The amplitude of the true-amplitude RTM angle gather provides an estimate of the angle-dependent reflection coefficient. In other words, for RTM angle gathers, the peak amplitude on each reflector is proportional to the angle-dependent reflection coefficient at the specular incidence angle. However, the amplitude of the RTM angle gather is also affected by other factors such as different imaging conditions, complex overburden velocity, undersampling artifactsm random noise, reflection angle estimation methods, source/receiver ghosts, transmission losses, attenuations, etc.

In the paper, we first use 3D angle-domain correlation-type imaging conditions to generate 3D true-amplitude RTM azimuth-sctored angle gathers by using a small shot spacing and show the corresponding specular hitcount number for each angle bin. Then, by adding very strong Gaussian noise to the shot gather, we demonstrate that the Huygens summation process in the receiver wavefield backward propogation attenuates most of the random noise. The SNR in the true-amplitude RTM shot image is lower in the deeper part of the image. The obtained angle gather has a much higher SNR than the shot image, due to the small shot spacing. By perturbing the reflection angle estimation, we show that the amplitude of near angle traces is more sensitive to errors in the reflection angle calculation. 

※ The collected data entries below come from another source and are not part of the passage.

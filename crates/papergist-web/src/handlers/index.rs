use axum::Json;
use axum::response::Html;

use crate::models::HealthResponse;
use crate::template;

pub async fn index() -> Html<&'static str> {
    template::render_index()
}

pub async fn health() -> Json<HealthResponse> {
    Json(HealthResponse { status: "ok" })
}
use std::future::Future;
use std::pin::Pin;
use std::time::Duration;

use serde::{Deserialize, Serialize};

use super::{DecodeParams, ModelError, SummaryBackend};

pub const DEFAULT_MODEL: &str = "google-t5/t5-small";
const DEFAULT_ENDPOINT: &str = "https://api-inference.huggingface.co";

/// Hugging Face Inference API backend for hosted summarization models.
pub struct HfInference {
    model_id: String,
    endpoint: String,
    api_key: Option<String>,
}

impl HfInference {
    pub fn new(model_id: &str, api_key: Option<String>) -> Self {
        Self {
            model_id: model_id.to_string(),
            endpoint: DEFAULT_ENDPOINT.to_string(),
            api_key,
        }
    }

    /// Point at a different inference server (e.g. a self-hosted TGI).
    pub fn with_endpoint(mut self, endpoint: &str) -> Self {
        self.endpoint = endpoint.trim_end_matches('/').to_string();
        self
    }
}

#[derive(Serialize)]
struct HfRequest<'a> {
    inputs: &'a str,
    parameters: HfParameters,
    options: HfOptions,
}

#[derive(Serialize)]
struct HfParameters {
    max_length: u32,
    min_length: u32,
    do_sample: bool,
}

#[derive(Serialize)]
struct HfOptions {
    wait_for_model: bool,
}

#[derive(Deserialize)]
struct HfSummary {
    summary_text: String,
}

impl SummaryBackend for HfInference {
    fn name(&self) -> &str {
        "Hugging Face Inference"
    }

    fn summarize<'a>(
        &'a self,
        text: &'a str,
        params: &'a DecodeParams,
        client: &'a reqwest::Client,
        timeout: Duration,
    ) -> Pin<Box<dyn Future<Output = Result<String, ModelError>> + Send + 'a>> {
        Box::pin(async move {
            if text.trim().is_empty() {
                return Err(ModelError::EmptyInput);
            }

            let url = format!("{}/models/{}", self.endpoint, self.model_id);
            let body = HfRequest {
                inputs: text,
                parameters: HfParameters {
                    max_length: params.max_length,
                    min_length: params.min_length,
                    do_sample: false,
                },
                options: HfOptions {
                    wait_for_model: true,
                },
            };

            let mut request = client.post(&url).timeout(timeout).json(&body);
            if let Some(key) = &self.api_key {
                request = request.bearer_auth(key);
            }

            let resp = request.send().await?;
            let status = resp.status();
            if !status.is_success() {
                let message = resp.text().await.unwrap_or_default();
                return Err(ModelError::Api {
                    status: status.as_u16(),
                    message,
                });
            }

            let payload = resp.text().await?;
            let summaries: Vec<HfSummary> = serde_json::from_str(&payload)
                .map_err(|e| ModelError::MalformedResponse(e.to_string()))?;

            summaries
                .into_iter()
                .next()
                .map(|s| s.summary_text.trim().to_string())
                .ok_or_else(|| ModelError::MalformedResponse("empty summary array".to_string()))
        })
    }
}

#[cfg(test)]
mod tests {
    use super::*;

    #[test]
    fn endpoint_override_drops_trailing_slash() {
        let backend = HfInference::new(DEFAULT_MODEL, None).with_endpoint("http://localhost:8080/");
        assert_eq!(backend.endpoint, "http://localhost:8080");
    }

    #[tokio::test]
    async fn empty_input_is_rejected_before_any_request() {
        let backend = HfInference::new(DEFAULT_MODEL, None);
        let client = reqwest::Client::new();
        let err = backend
            .summarize("   ", &DecodeParams::default(), &client, Duration::from_secs(1))
            .await
            .unwrap_err();
        assert!(matches!(err, ModelError::EmptyInput));
    }
}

Session ID: Workflows and New Indicators - AVO 1
Type: PC-Based Oral Presentation
Presenter: Dr. Yilong Qin, Acceleware
​When: Monday, October 17 - 4:35pm
Room: 174 in the Kay Bailey Hutchison Convention Center

 


Presenters

Yilong Qin - Geophysical Researcher

Dr. Yilong Qin

Geophysical Researcher, Acceleware Ltd.
Yilong is responsible for developing and implementing new geophysical algorithms. He has developed several key technologies for Acceleware’s modeling and migration libraries and has worked on RTM workflow and process optimizations. Prior to joining Acceleware, Yilong’s experience included the research and development of innovative seismic processing techniques to extract more reliable subsurface information from seismic datasets. Yilong has authored many publications for industry associations and journals. Yilong has a Ph.D. in Seismology from the Institut de Physique du Globe de Paris (IPGP).

Scott Quiring - Team Lead

Scott Quiring

Team Lead, Software Development, Acceleware Ltd.
Scott is the Team Lead for Acceleware’s seismic software applications. Scott has been developing high performance computing software since 2007, working with compute GPUs, multi-core CPUs and Intel’s Xeon Phi Coprocessors. More recently Scott has been designing Acceleware’s Full Waveform Inversion product. His specialty is achieving linear scaling across nodes for large problems. Scott has a B.Sc in Computer Engineering from the University of Calgary.